* [Work to be completed] Set down exactly the lines below, starting at the one that contains "pub struct TripEvent" and ending at the one that contains "use crate::cli::parser::Commands;", with both of those lines included and nothing else.

---------- Raw data ----------

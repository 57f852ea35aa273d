use crate::core::dates;
use chrono::{DateTime, NaiveDate, Utc};
use serde::{Deserialize, Serialize};

#[derive(Debug, Clone, Copy, PartialEq, Eq, Default, Serialize, Deserialize)]
#[serde(rename_all = "lowercase")]
pub enum EventCategory {
    #[default]
    Trip,
    Vacation,
    Education,
    Other,
}

impl EventCategory {
    const VACATION: &[&str] = &["휴가", "연차", "반차", "vacation", "holiday", "leave"];
    const EDUCATION: &[&str] = &["교육", "연수", "훈련", "training", "education", "seminar"];
    const OTHER: &[&str] = &["재택", "기타", "other"];

    /// Classify a purpose text. Rules are ordered; anything unmatched is a trip.
    pub fn classify(purpose: &str) -> Self {
        let text = purpose.to_lowercase();
        let hit = |needles: &[&str]| needles.iter().any(|n| text.contains(n));

        if hit(Self::VACATION) {
            EventCategory::Vacation
        } else if hit(Self::EDUCATION) {
            EventCategory::Education
        } else if hit(Self::OTHER) {
            EventCategory::Other
        } else {
            EventCategory::Trip
        }
    }

    pub fn as_str(&self) -> &'static str {
        match self {
            EventCategory::Trip => "trip",
            EventCategory::Vacation => "vacation",
            EventCategory::Education => "education",
            EventCategory::Other => "other",
        }
    }
}

#[derive(Debug, Clone, Copy, PartialEq, Eq, Default, Serialize, Deserialize)]
#[serde(rename_all = "lowercase")]
pub enum EventStatus {
    #[default]
    Planned,
    Active,
    Completed,
}

impl EventStatus {
    /// Status of the inclusive interval `start..=end` as seen on `today`.
    /// Unparseable bounds leave the event planned.
    pub fn derive(start: &str, end: &str, today: NaiveDate) -> Self {
        match (dates::parse_date(start), dates::parse_date(end)) {
            (Some(s), Some(e)) if today > e && today >= s => EventStatus::Completed,
            (Some(s), Some(_)) if today >= s => EventStatus::Active,
            _ => EventStatus::Planned,
        }
    }

    pub fn as_str(&self) -> &'static str {
        match self {
            EventStatus::Planned => "planned",
            EventStatus::Active => "active",
            EventStatus::Completed => "completed",
        }
    }
}

/// A trip, leave or education block parsed from free-text schedules.
#[derive(Debug, Clone, PartialEq, Serialize, Deserialize)]
pub struct TripEvent {
    pub id: String,
    /// Identity key, set only when the name matched exactly one member.
    pub key: Option<String>,
    pub name: String,
    pub start: String,
    pub end: String,
    #[serde(default)]
    pub location: String,
    pub purpose: String,
    pub category: EventCategory,
    pub status: EventStatus,
    pub created_at: DateTime<Utc>,
    pub updated_at: DateTime<Utc>,
}

impl TripEvent {
    pub fn is_multi_day(&self) -> bool {
        self.start != self.end
    }
}
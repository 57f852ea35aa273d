use crate::cli::commands::open_workspace;
use crate::cli::parser::Commands;
use crate::config::Config;
use crate::errors::AppResult;
use crate::export::ExportLogic;

pub fn handle(cmd: &Commands, cfg: &Config) -> AppResult<()> {
    if let Commands::Export {
        what,
        format,
        file,
        force,
    } = cmd
    {
        let (_store, ws) = open_workspace(cfg)?;
        ExportLogic::export(&ws, *what, *format, file, *force)?;
    }
    Ok(())
}
use crate::errors::AppResult;
use crate::models::member::RosterMember;
use crate::models::trip_event::TripEvent;
use crate::models::trip_record::TripRecord;
use csv::Writer;
use std::path::Path;

pub fn write_roster(path: &Path, members: &[RosterMember]) -> AppResult<()> {
    let mut wtr = Writer::from_path(path)?;

    wtr.write_record([
        "key",
        "name",
        "department",
        "group",
        "part",
        "process",
        "position",
        "seniority_year",
        "birth_year",
        "location",
        "status",
        "extra",
    ])?;

    for m in members {
        let extra = m
            .extra
            .iter()
            .map(|(k, v)| format!("{k}={v}"))
            .collect::<Vec<_>>()
            .join("; ");
        let seniority = m.seniority_year.to_string();
        let birth = m.birth_year.to_string();
        wtr.write_record([
            m.key.as_str(),
            m.name.as_str(),
            m.department.as_str(),
            m.group.as_str(),
            m.part.as_str(),
            m.process.as_str(),
            m.position.as_str(),
            seniority.as_str(),
            birth.as_str(),
            m.location.as_str(),
            m.status.as_str(),
            extra.as_str(),
        ])?;
    }

    wtr.flush()?;
    Ok(())
}

pub fn write_events(path: &Path, events: &[TripEvent]) -> AppResult<()> {
    let mut wtr = Writer::from_path(path)?;

    wtr.write_record([
        "id", "key", "name", "start", "end", "location", "purpose", "category", "status",
    ])?;

    for ev in events {
        wtr.write_record([
            ev.id.as_str(),
            ev.key.as_deref().unwrap_or(""),
            ev.name.as_str(),
            ev.start.as_str(),
            ev.end.as_str(),
            ev.location.as_str(),
            ev.purpose.as_str(),
            ev.category.as_str(),
            ev.status.as_str(),
        ])?;
    }

    wtr.flush()?;
    Ok(())
}

/// Structured columns first, then the original cells as `raw_1..raw_n`.
pub fn write_records(path: &Path, records: &[TripRecord]) -> AppResult<()> {
    let width = records.iter().map(|r| r.raw.len()).max().unwrap_or(0);
    let mut wtr = Writer::from_path(path)?;

    let mut header: Vec<String> = [
        "id",
        "key",
        "name",
        "group",
        "part",
        "destination",
        "start",
        "end",
        "purpose",
    ]
    .iter()
    .map(|s| s.to_string())
    .collect();
    header.extend((1..=width).map(|i| format!("raw_{i}")));
    wtr.write_record(&header)?;

    for r in records {
        let mut row = vec![
            r.id.clone(),
            r.key.clone().unwrap_or_default(),
            r.name.clone(),
            r.group.clone(),
            r.part.clone(),
            r.destination.clone(),
            r.start.clone(),
            r.end.clone(),
            r.purpose.clone(),
        ];
        row.extend(r.raw.iter().cloned());
        row.resize(header.len(), String::new());
        wtr.write_record(&row)?;
    }

    wtr.flush()?;
    Ok(())
}
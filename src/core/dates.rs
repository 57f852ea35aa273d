//! Date token normalization shared by the event and record parsers.
//!
//! Pasted schedules carry `MM-DD` tokens without a year. The year is
//! inferred from a reference date; a range whose start month is after its
//! end month is taken to cross the new year. Tokens that cannot be read
//! are returned verbatim, never rejected.

use chrono::{Datelike, NaiveDate};
use regex::Regex;
use std::sync::LazyLock;

static MONTH_DAY: LazyLock<Regex> =
    LazyLock::new(|| Regex::new(r"^(\d{1,2})[-/.](\d{1,2})$").expect("valid month-day regex"));

static FULL_DATE: LazyLock<Regex> = LazyLock::new(|| {
    Regex::new(r"^(\d{4})[-/.](\d{1,2})[-/.](\d{1,2})$").expect("valid full date regex")
});

/// A date token after classification.
#[derive(Debug, Clone, Copy, PartialEq, Eq)]
enum Token {
    /// Has a year already.
    Full(NaiveDate),
    /// Month and day only.
    MonthDay(u32, u32),
    /// Anything else; kept as text.
    Unknown,
}

fn classify(token: &str) -> Token {
    let t = token.trim();
    if let Some(c) = FULL_DATE.captures(t) {
        let y = c[1].parse().unwrap_or(0);
        let m = c[2].parse().unwrap_or(0);
        let d = c[3].parse().unwrap_or(0);
        return NaiveDate::from_ymd_opt(y, m, d)
            .map(Token::Full)
            .unwrap_or(Token::Unknown);
    }
    if let Some(c) = MONTH_DAY.captures(t) {
        let m: u32 = c[1].parse().unwrap_or(0);
        let d: u32 = c[2].parse().unwrap_or(0);
        // 02-29 is valid in a leap year; check against one.
        if NaiveDate::from_ymd_opt(2024, m, d).is_some() {
            return Token::MonthDay(m, d);
        }
    }
    Token::Unknown
}

fn format(date: NaiveDate) -> String {
    date.format("%Y-%m-%d").to_string()
}

/// Place a month-day in `year`; Feb 29 in a common year stays unresolved.
fn with_year(year: i32, month: u32, day: u32, original: &str) -> String {
    NaiveDate::from_ymd_opt(year, month, day)
        .map(format)
        .unwrap_or_else(|| original.trim().to_string())
}

fn render_full(date: NaiveDate, original: &str) -> String {
    let t = original.trim();
    // canonical tokens pass through untouched
    if parse_date(t) == Some(date) && t.len() == 10 {
        t.to_string()
    } else {
        format(date)
    }
}

/// Normalize a single date token using the reference year.
pub fn normalize_date(token: &str, reference: NaiveDate) -> String {
    match classify(token) {
        Token::Full(d) => render_full(d, token),
        Token::MonthDay(m, d) => with_year(reference.year(), m, d, token),
        Token::Unknown => token.trim().to_string(),
    }
}

/// Normalize a `start ~ end` pair of tokens.
///
/// Two month-day tokens whose start month is after the end month span a
/// year boundary: the start lands in the year before the reference year.
/// When only one side carries a year, the other side is placed relative
/// to it.
pub fn normalize_range(start: &str, end: &str, reference: NaiveDate) -> (String, String) {
    let year = reference.year();

    match (classify(start), classify(end)) {
        (Token::MonthDay(sm, sd), Token::MonthDay(em, ed)) => {
            let start_year = if sm > em { year - 1 } else { year };
            (
                with_year(start_year, sm, sd, start),
                with_year(year, em, ed, end),
            )
        }
        (Token::Full(s), Token::MonthDay(em, ed)) => {
            let end_year = if em < s.month() { s.year() + 1 } else { s.year() };
            (render_full(s, start), with_year(end_year, em, ed, end))
        }
        (Token::MonthDay(sm, sd), Token::Full(e)) => {
            let start_year = if sm > e.month() { e.year() - 1 } else { e.year() };
            (with_year(start_year, sm, sd, start), render_full(e, end))
        }
        _ => (
            normalize_date(start, reference),
            normalize_date(end, reference),
        ),
    }
}

/// Parse a canonical `YYYY-MM-DD` string.
pub fn parse_date(s: &str) -> Option<NaiveDate> {
    NaiveDate::parse_from_str(s.trim(), "%Y-%m-%d").ok()
}

/// Render a canonical date as unpadded `month/day`; other text is returned as is.
pub fn short_date(s: &str) -> String {
    match parse_date(s) {
        Some(d) => format!("{}/{}", d.month(), d.day()),
        None => s.trim().to_string(),
    }
}

/// Inclusive interval overlap.
///
/// Returns `None` when any bound is missing or unreadable, so callers can
/// fall back to matching without dates.
pub fn overlaps(a_start: &str, a_end: &str, b_start: &str, b_end: &str) -> Option<bool> {
    let a_start = parse_date(a_start)?;
    let a_end = parse_date(a_end)?;
    let b_start = parse_date(b_start)?;
    let b_end = parse_date(b_end)?;
    Some(a_start <= b_end && a_end >= b_start)
}

#[cfg(test)]
mod tests {
    use super::*;

    fn day(s: &str) -> NaiveDate {
        parse_date(s).unwrap()
    }

    #[test]
    fn test_range_crossing_new_year() {
        let (s, e) = normalize_range("12-29", "02-12", day("2026-02-11"));
        assert_eq!(s, "2025-12-29");
        assert_eq!(e, "2026-02-12");
    }

    #[test]
    fn test_range_same_year() {
        let (s, e) = normalize_range("02-01", "02-05", day("2026-07-30"));
        assert_eq!(s, "2026-02-01");
        assert_eq!(e, "2026-02-05");
    }

    #[test]
    fn test_full_tokens_pass_through() {
        let (s, e) = normalize_range("2024-12-30", "2025-01-03", day("2026-02-11"));
        assert_eq!(s, "2024-12-30");
        assert_eq!(e, "2025-01-03");
    }

    #[test]
    fn test_mixed_tokens_follow_the_dated_side() {
        let (s, e) = normalize_range("2024-12-30", "01-03", day("2026-02-11"));
        assert_eq!(s, "2024-12-30");
        assert_eq!(e, "2025-01-03");
    }

    #[test]
    fn test_unknown_tokens_are_kept() {
        assert_eq!(normalize_date(" TBD ", day("2026-01-01")), "TBD");
        assert_eq!(normalize_date("13-40", day("2026-01-01")), "13-40");
    }

    #[test]
    fn test_dotted_full_date_is_canonicalized() {
        assert_eq!(normalize_date("2025.1.5", day("2026-01-01")), "2025-01-05");
    }

    #[test]
    fn test_short_date_unpadded() {
        assert_eq!(short_date("2025-01-12"), "1/12");
        assert_eq!(short_date("2025-11-03"), "11/3");
        assert_eq!(short_date("soon"), "soon");
    }

    #[test]
    fn test_overlap_is_inclusive() {
        assert_eq!(
            overlaps("2025-01-10", "2025-01-12", "2025-01-12", "2025-01-20"),
            Some(true)
        );
        assert_eq!(
            overlaps("2025-01-10", "2025-01-11", "2025-01-12", "2025-01-20"),
            Some(false)
        );
        assert_eq!(overlaps("", "2025-01-11", "2025-01-12", "2025-01-20"), None);
    }
}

----------

* [Response area]
pub struct TripEvent {
    pub id: String,
    /// Identity key, set only when the name matched exactly one member.
    pub key: Option<String>,
    pub name: String,
    pub start: String,
    pub end: String,
    #[serde(default)]
    pub location: String,
    pub purpose: String,
    pub category: EventCategory,
    pub status: EventStatus,
    pub created_at: DateTime<Utc>,
    pub updated_at: DateTime<Utc>,
}

impl TripEvent {
    pub fn is_multi_day(&self) -> bool {
        self.start != self.end
    }
}
repository 57f852ea35aa273d
use crate::cli::commands::open_workspace;
use crate::cli::parser::Commands;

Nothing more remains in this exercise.